Adenoviral delivery of MIF family members rescues JNK activation and CXCL8 expression in MIF/D-DT-deficient cells
To test for specificity of MIF and/or D-DT in defective CXCL8 expression, we asked whether forced overexpression of MIF family members can rescue CXCL8 levels in their respective siRNA-knocked down cells. To achieve this, we made adenoviral constructs of both MIF and D-DT and generated high-titer adenoviral supernatants of both. To accomplish efficient rescue in cells transfected with MIF and D-DT siRNA, we utilized siRNA that targets the 3'-untranslated region of MIF mRNA, allowing for efficient expression of the MIF open reading frame.

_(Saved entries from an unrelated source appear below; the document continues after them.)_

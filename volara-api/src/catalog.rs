use axum::{
    extract::{Path, Query, State},
    routing::{get, post},
    Json, Router,
};
use serde::Deserialize;
use serde_json::{json, Value};
use tracing::info;
use uuid::Uuid;

use crate::{error::AppError, state::AppState};
use volara_catalog::codes;
use volara_catalog::seat_map::SeatMapTemplate;

const CODE_ALLOC_ATTEMPTS: usize = 5;

#[derive(Debug, Deserialize)]
struct CreateCityRequest {
    name: String,
    #[serde(default)]
    country: Option<String>,
}

#[derive(Debug, Deserialize)]
struct CreateRouteRequest {
    origin_city_id: Uuid,
    destination_city_id: Uuid,
    domestic: bool,
    price_first: i64,
    price_economy: i64,
}

#[derive(Debug, Deserialize)]
struct CreateFlightRequest {
    route_id: Uuid,
    flight_date: String,
    departure_time: String,
    #[serde(default)]
    promotion_pct: Option<i64>,
}

#[derive(Debug, Deserialize)]
pub struct FlightFilter {
    route_id: Option<Uuid>,
    date: Option<String>,
}

pub fn public_routes() -> Router<AppState> {
    Router::new()
        .route("/v1/cities", get(list_cities))
        .route("/v1/routes", get(list_routes))
        .route("/v1/flights", get(list_flights))
        .route("/v1/flights/{id}", get(get_flight))
        .route("/v1/flights/{id}/seats", get(list_seats))
}

pub fn admin_routes() -> Router<AppState> {
    Router::new()
        .route("/v1/admin/cities", post(create_city))
        .route("/v1/admin/routes", post(create_route))
        .route("/v1/admin/flights", post(create_flight))
}

async fn create_city(
    State(state): State<AppState>,
    Json(req): Json<CreateCityRequest>,
) -> Result<Json<Value>, AppError> {
    let name = req.name.trim();
    if name.is_empty() {
        return Err(AppError::ValidationError("City name is required".to_string()));
    }

    let id = state
        .catalog
        .create_city(&json!({ "name": name, "country": req.country }))
        .await
        .map_err(|e| {
            if volara_store::is_unique_violation(e.as_ref()) {
                AppError::ConflictError("City already exists".to_string())
            } else {
                AppError::InternalServerError(e.to_string())
            }
        })?;

    Ok(Json(json!({ "id": id })))
}

async fn list_cities(State(state): State<AppState>) -> Result<Json<Value>, AppError> {
    let cities = state.catalog.list_cities().await?;
    Ok(Json(json!({ "cities": cities })))
}

/// Creating a route always creates its mirror in the same transaction, so
/// the catalog only ever holds two-way city pairs. Code allocation scans the
/// persisted codes and retries when a concurrent insert wins the candidate.
async fn create_route(
    State(state): State<AppState>,
    Json(req): Json<CreateRouteRequest>,
) -> Result<Json<Value>, AppError> {
    if req.origin_city_id == req.destination_city_id {
        return Err(AppError::ValidationError(
            "Origin and destination must differ".to_string(),
        ));
    }

    let exists = state
        .catalog
        .route_pair_exists(req.origin_city_id, req.destination_city_id)
        .await?;
    if exists {
        return Err(AppError::ConflictError(
            "Route pair already exists for these cities".to_string(),
        ));
    }

    for attempt in 0..CODE_ALLOC_ATTEMPTS {
        let existing = state.catalog.list_route_codes().await?;

        let outbound_code = codes::next_route_code(&existing, req.domestic)
            .map_err(|e| AppError::ConflictError(e.to_string()))?;
        let mut with_outbound = existing.clone();
        with_outbound.push(outbound_code.clone());
        let mirror_code = codes::next_route_code(&with_outbound, req.domestic)
            .map_err(|e| AppError::ConflictError(e.to_string()))?;

        let outbound = json!({
            "code": outbound_code,
            "origin_city_id": req.origin_city_id,
            "destination_city_id": req.destination_city_id,
            "domestic": req.domestic,
            "price_first": req.price_first,
            "price_economy": req.price_economy,
        });
        let mirror = json!({
            "code": mirror_code,
            "origin_city_id": req.destination_city_id,
            "destination_city_id": req.origin_city_id,
            "domestic": req.domestic,
            "price_first": req.price_first,
            "price_economy": req.price_economy,
        });

        match state.catalog.create_route_pair(&outbound, &mirror).await {
            Ok((outbound_id, mirror_id)) => {
                info!(
                    "Created route pair {} / {} ({} attempts)",
                    outbound_code,
                    mirror_code,
                    attempt + 1
                );
                return Ok(Json(json!({
                    "outbound_id": outbound_id,
                    "outbound_code": outbound_code,
                    "mirror_id": mirror_id,
                    "mirror_code": mirror_code,
                })));
            }
            Err(e) if volara_store::is_unique_violation(e.as_ref()) => {
                // Either a concurrent allocator took the code or another
                // admin inserted the same city pair. Re-check the pair,
                // then rescan and retry.
                if state
                    .catalog
                    .route_pair_exists(req.origin_city_id, req.destination_city_id)
                    .await?
                {
                    return Err(AppError::ConflictError(
                        "Route pair already exists for these cities".to_string(),
                    ));
                }
                continue;
            }
            Err(e) => return Err(AppError::InternalServerError(e.to_string())),
        }
    }

    Err(AppError::ConflictError(
        "Could not allocate a route code, try again".to_string(),
    ))
}

async fn list_routes(State(state): State<AppState>) -> Result<Json<Value>, AppError> {
    let routes = state.catalog.list_routes().await?;
    Ok(Json(json!({ "routes": routes })))
}

/// Scheduling a flight provisions its full seat map immediately.
async fn create_flight(
    State(state): State<AppState>,
    Json(req): Json<CreateFlightRequest>,
) -> Result<Json<Value>, AppError> {
    let route = state
        .catalog
        .get_route(req.route_id)
        .await?
        .ok_or_else(|| AppError::NotFoundError("Route not found".to_string()))?;

    let promotion_pct = req.promotion_pct.unwrap_or(0);
    if !(0..=100).contains(&promotion_pct) {
        return Err(AppError::ValidationError(
            "promotion_pct must be between 0 and 100".to_string(),
        ));
    }

    let flight_id = state
        .catalog
        .create_flight(&json!({
            "route_id": req.route_id,
            "flight_date": req.flight_date,
            "departure_time": req.departure_time,
            "promotion_pct": promotion_pct,
        }))
        .await?;

    let blueprints: Vec<Value> = SeatMapTemplate::standard()
        .blueprints()
        .into_iter()
        .map(|b| {
            json!({
                "label": b.label,
                "row": b.row,
                "column": b.column.to_string(),
                "class": b.class.as_str(),
            })
        })
        .collect();

    let provisioned = state.seats.provision(flight_id, &blueprints).await?;
    info!(
        "Scheduled flight {} on route {} with {} seats",
        flight_id,
        route["code"].as_str().unwrap_or_default(),
        provisioned
    );

    Ok(Json(json!({ "id": flight_id, "seats_provisioned": provisioned })))
}

async fn get_flight(
    State(state): State<AppState>,
    Path(id): Path<Uuid>,
) -> Result<Json<Value>, AppError> {
    let flight = state
        .catalog
        .get_flight(id)
        .await?
        .ok_or_else(|| AppError::NotFoundError("Flight not found".to_string()))?;
    Ok(Json(flight))
}

async fn list_flights(
    State(state): State<AppState>,
    Query(filter): Query<FlightFilter>,
) -> Result<Json<Value>, AppError> {
    let flights = state
        .catalog
        .list_flights(filter.route_id, filter.date.as_deref())
        .await?;
    Ok(Json(json!({ "flights": flights })))
}

async fn list_seats(
    State(state): State<AppState>,
    Path(id): Path<Uuid>,
) -> Result<Json<Value>, AppError> {
    let seats = state.seats.list_for_flight(id).await?;
    if seats.is_empty() && state.catalog.get_flight(id).await?.is_none() {
        return Err(AppError::NotFoundError("Flight not found".to_string()));
    }
    Ok(Json(json!({ "seats": seats })))
}
//! Domain models for the Careline backend.

pub mod admin;
pub mod complaint;
pub mod session;

pub use admin::{AdminAccount, AdminRecord, AdminSummary};
pub use complaint::{Complaint, ComplaintRecord};
pub use session::CurrentAdmin;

Because D-DT siRNA targets sequences within the open reading frame of human D-DT (see Materials and Methods), we used the murine homolog of D-DT for adenoviral expression because the sequence is not conserved within this siRNA-targeting domain.
As shown in Fig. 3B, combined adenoviral transduction of MIF and D-DT efficiently rescues defective JNK phosphorylation concomitant with the restoration of MIF and D-DT expression. To determine whether adenoviral MIF family members rescue CXCL8 expression in a manner consistent with their rescue of JNK activation, scrambled and MIF siRNA-transfected cells were infected with MIF adenovirus, D-DT siRNA-transfected cells were infected with D-DT adenovirus, and MIF + D-DT siRNA-transfected cells received both adenoviruses. As shown in Fig. 3B, defective CXCL8 expression associated with either loss of MIF or D-DT was fully rescued by MIF and D-DT adenoviruses, respectively, while combined MIF + D-DT adenoviruses fully rescued CXCL8 in cells lacking both MIF family members.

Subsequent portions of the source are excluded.